(Dataset entries)
//! Inbound frame dispatch: membership changes and relay.

use std::sync::Arc;

use tracing::{debug, error, info, instrument, warn};

use skillroom_core::errors::{IDENTITY_TAKEN, NOT_IN_SESSION};
use skillroom_core::wire::{self, ClientMessage, PeerInfo, ServerMessage};
use skillroom_core::{ParticipantId, PeerId, SessionId};

use crate::connection::ClientConnection;
use crate::rooms::{JoinOutcome, RoomRegistry};

/// Decode one text frame from `connection` and act on it.
#[instrument(skip_all, fields(connection_id = %connection.id))]
pub fn handle_frame(text: &str, connection: &Arc<ClientConnection>, rooms: &RoomRegistry, limit: usize) {
    let message: ClientMessage = match wire::decode(text, limit) {
        Ok(m) => m,
        Err(e) => {
            warn!(error = %e, "rejected frame");
            let _ = connection.send_event(&ServerMessage::error(e.code(), e.to_string()));
            return;
        }
    };
    debug!(event = message.event_name(), session_id = %message.session_id(), "frame received");

    match message {
        ClientMessage::JoinRoom {
            session_id,
            participant_id,
            display_name,
            peer_id,
        } => join(connection, rooms, session_id, participant_id, display_name, peer_id),
        ClientMessage::LeaveRoom { session_id } => leave(connection, rooms, &session_id),
        ClientMessage::SendMessage {
            session_id,
            message,
        } => {
            let event = ServerMessage::ReceiveMessage {
                session_id: session_id.clone(),
                message,
            };
            relay(connection, rooms, &session_id, &event);
        }
        ClientMessage::ShareFile { session_id, file } => {
            let event = ServerMessage::ShareFile {
                session_id: session_id.clone(),
                file,
            };
            relay(connection, rooms, &session_id, &event);
        }
        ClientMessage::FileChunk { session_id, chunk } => {
            let event = ServerMessage::FileChunk {
                session_id: session_id.clone(),
                chunk,
            };
            relay(connection, rooms, &session_id, &event);
        }
        ClientMessage::CodeUpdate { session_id, update } => {
            let event = ServerMessage::CodeUpdate {
                session_id: session_id.clone(),
                update,
            };
            relay(connection, rooms, &session_id, &event);
        }
    }
}

fn join(
    connection: &Arc<ClientConnection>,
    rooms: &RoomRegistry,
    session_id: SessionId,
    participant_id: ParticipantId,
    display_name: String,
    peer_id: Option<PeerId>,
) {
    if connection
        .membership(&session_id)
        .is_some_and(|current| current != participant_id)
    {
        leave(connection, rooms, &session_id);
    }

    match rooms.join(&session_id, &participant_id, &display_name, peer_id.clone(), connection) {
        JoinOutcome::Taken => {
            info!(session_id = %session_id, participant_id = %participant_id, "identity taken");
            let _ = connection.send_event(&ServerMessage::IdentityRejected {
                session_id,
                participant_id,
                reason: format!("{IDENTITY_TAKEN}: participant id is already in this session"),
            });
        }
        JoinOutcome::AlreadyJoined { participants } => {
            debug!(session_id = %session_id, "repeated join");
            let _ = connection.send_event(&ServerMessage::Joined {
                session_id,
                participant_id,
                participants,
            });
        }
        JoinOutcome::Joined {
            existing,
            others,
            participants,
        } => {
            connection.join_session(session_id.clone(), participant_id.clone());
            info!(session_id = %session_id, participant_id = %participant_id, participants, "participant joined");

            let _ = connection.send_event(&ServerMessage::Joined {
                session_id: session_id.clone(),
                participant_id: participant_id.clone(),
                participants,
            });
            for peer in existing {
                let _ = connection.send_event(&ServerMessage::PeerJoined {
                    session_id: session_id.clone(),
                    peer,
                });
            }
            let announce = ServerMessage::PeerJoined {
                session_id,
                peer: PeerInfo {
                    participant_id,
                    display_name,
                    peer_id,
                },
            };
            broadcast(&others, &announce);
        }
    }
}

/// Leave one session and tell whoever is left.
pub fn leave(connection: &ClientConnection, rooms: &RoomRegistry, session_id: &SessionId) {
    let Some(participant) = connection.leave_session(session_id) else {
        return;
    };
    announce_departure(connection, rooms, session_id.clone(), participant);
}

/// Leave every session the connection joined.
pub fn disconnect(connection: &ClientConnection, rooms: &RoomRegistry) {
    for (session_id, participant) in connection.take_memberships() {
        announce_departure(connection, rooms, session_id, participant);
    }
}

fn announce_departure(
    connection: &ClientConnection,
    rooms: &RoomRegistry,
    session_id: SessionId,
    participant: ParticipantId,
) {
    let Some(remaining) = rooms.leave(&session_id, &participant, &connection.id) else {
        return;
    };
    info!(session_id = %session_id, participant_id = %participant, "participant left");
    let event = ServerMessage::PeerLeft {
        session_id,
        participant_id: participant,
    };
    broadcast(&remaining, &event);
}

fn relay(connection: &ClientConnection, rooms: &RoomRegistry, session_id: &SessionId, event: &ServerMessage) {
    let targets = connection
        .membership(session_id)
        .and_then(|participant| rooms.others(session_id, &participant));
    let Some(targets) = targets else {
        debug!(session_id = %session_id, "relay from non-member refused");
        let _ = connection.send_event(&ServerMessage::error(
            NOT_IN_SESSION,
            format!("join session {session_id} first"),
        ));
        return;
    };
    broadcast(&targets, event);
}

fn broadcast(targets: &[Arc<ClientConnection>], event: &ServerMessage) {
    if targets.is_empty() {
        return;
    }
    let frame = match wire::encode(event) {
        Ok(json) => Arc::new(json),
        Err(e) => {
            error!(error = %e, "failed to encode broadcast");
            return;
        }
    };
    for target in targets {
        let _ = target.send(Arc::clone(&frame));
    }
}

§ The task: Among the records above, how many lines carry the string "ShareFile"? Reply with the number alone.

§ Output below: 2